The other way was discovered in walking around the streets of my
childhood and youth. The last time I visited, this place was all spick and span
with new buildings and pavements and an atmosphere of get up and go. This time,
I had a sense of a decaying ghetto. The block of units now occupying the land on which my father
designed and built our house now looked run down (and all in a remarkably short
time). All the buildings in the street looked tired. The buildings that used to
be an eclectic mix of Federation, Californian, and modernist designs, held
together by loquat trees and rambling vines, are now boring units interspersed
with sad houses with weeds of wood sorrel and daisies, gone to wrack and ruin.
It seems the dreams of developers have somehow missed the mark, or else the
population is transient and not the sturdy suburban stalwarts of old.
Heraclitus (535- 475 BC) said, “You cannot step into the same bit of river
twice.” The water is different, the sand has changed and rocks worn down, the
flush of new growth has grown old, and the old has grown new and interesting slimes
and young fungi; there is nothing the same with this river that is life.

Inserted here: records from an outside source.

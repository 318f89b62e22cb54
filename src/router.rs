use crate::auth::SessionStore;
use crate::errors::ServerError;
use crate::forms::FormData;
use crate::handlers::{auth, listing, property};
use crate::paths::decode_segment;
use crate::responses::asset::static_file;
use crate::responses::ResultResp;
use crate::state::AppState;
use astra::{Body, Request};
use http::request::Parts;
use std::io::Read;
use tracing::debug;

/// Largest url-encoded form accepted.
const MAX_FORM_BYTES: u64 = 64 * 1024;
/// Largest create submission, photo included.
const MAX_UPLOAD_BYTES: u64 = 10 * 1024 * 1024;

pub fn handle(req: Request, state: &AppState) -> ResultResp {
    let (parts, body) = req.into_parts();
    let mut session = SessionStore::from_headers(&parts.headers, state.config.secure_cookies);

    let method = parts.method.as_str();
    let path = parts.uri.path();
    let query = parts.uri.query().unwrap_or("");
    let decoded = path
        .trim_matches('/')
        .split('/')
        .map(decode_segment)
        .collect::<Option<Vec<String>>>()
        .ok_or_else(|| ServerError::BadRequest("malformed path".into()))?;
    let segments: Vec<&str> = decoded.iter().map(String::as_str).collect();

    debug!(method, path, "request");

    let mut resp = match (method, segments.as_slice()) {
        ("GET", [""]) => listing::home(state, &session),
        ("POST", ["search"]) => listing::search(state, &session, &read_form(body)?),

        ("GET", ["properties", "listing"]) => listing::shell(&session, query),
        ("GET", ["properties", "listing-content"]) => {
            listing::content(state, &session, query, is_htmx(&parts))
        }
        ("POST", ["properties", "listing", "filter"]) => {
            listing::filter(state, &session, &read_form(body)?)
        }
        ("POST", ["properties", "listing", "reset"]) => listing::reset(),
        ("GET", ["properties", "neighborhoods"]) => listing::neighborhoods(state, query),

        ("GET", ["properties", "listing", id]) => property::detail(state, &session, id),
        ("GET", ["properties", "listing", id, "edit"]) => property::edit_form(state, &session, id),
        ("POST", ["properties", "listing", id, "edit"]) => {
            property::update(state, &session, id, body)
        }
        ("POST", ["properties", "listing", id, "delete"]) => {
            property::delete(state, &session, id)
        }
        ("GET", ["properties", "create"]) => property::create_form(&session),
        ("POST", ["properties", "create"]) => property::create(state, &session, &parts, body),

        ("GET", ["auth", "login"]) => auth::login_form(),
        ("POST", ["auth", "login"]) => auth::login(state, &mut session, &read_form(body)?),
        ("GET", ["auth", "register"]) => auth::register_form(),
        ("POST", ["auth", "register"]) => auth::register(state, &read_form(body)?),
        ("POST", ["auth", "logout"]) => auth::logout(&mut session),

        ("GET", ["static", file]) => static_file(&state.config.static_dir, file),

        _ => Err(ServerError::NotFound),
    }?;

    session.write_cookies(resp.headers_mut());
    Ok(resp)
}

fn is_htmx(parts: &Parts) -> bool {
    parts.headers.contains_key("hx-request")
}

pub(crate) fn read_form(body: Body) -> Result<FormData, ServerError> {
    read_limited(body, MAX_FORM_BYTES).map(|bytes| FormData::from_urlencoded(&bytes))
}

pub(crate) fn read_bytes(body: Body) -> Result<Vec<u8>, ServerError> {
    read_limited(body, MAX_UPLOAD_BYTES)
}

/// Reads one byte past `limit` so an oversized body is refused rather than
/// silently cut short.
fn read_limited(mut body: Body, limit: u64) -> Result<Vec<u8>, ServerError> {
    let mut buf = Vec::new();
    body.reader()
        .take(limit + 1)
        .read_to_end(&mut buf)
        .map_err(|e| ServerError::BadRequest(format!("unreadable request body: {e}")))?;
    if buf.len() as u64 > limit {
        return Err(ServerError::PayloadTooLarge { limit });
    }
    Ok(buf)
}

I inevitably wonder whenever I go back to the landscape of my youth
whether I should return there to live.
Every time, though, I cannot see why. I have made my home and my
clinical practice in the northern rivers and I like it here. There are almost
far too many memories back in the West for me to see the landscape afresh without
its archaeological digs of personal history, and I rather like only visiting those memories when I wish.
Yes, I know, it seems I am contradicting myself here. I recognize that all is
change, and that I cannot return to a time before the present, but that place
is redolent with memories and it is my mind that try to hold the place in
place.
I’m not any different from anybody else here. We all do it, but however much we try to keep
our place safe from change, it doesn’t work. The mutability of living is just
like water: impossible to keep in an unchanged form, forever.
It interests me that a symptom of depression and obsessive compulsive
disorder is the iteration, the doing or thinking of the same thing over
and over in a stuck way. Seeking to find sanctuary in the repeated now
doesn’t work. There is no peace here; iteration is just irritation and a
place of anxiety. How nice it is to let go into flow, to not hold back nor try
to hold still a pattern that, perhaps, used to be useful in times of stress.
How good it feels not to have to regurgitate those old things that do not
improve with time.
The substance of moving from this
moment to the next to the next to the next is the substance of the blood, flesh, bone and breath of life.
Nothing is the same. All is change and I rather like it.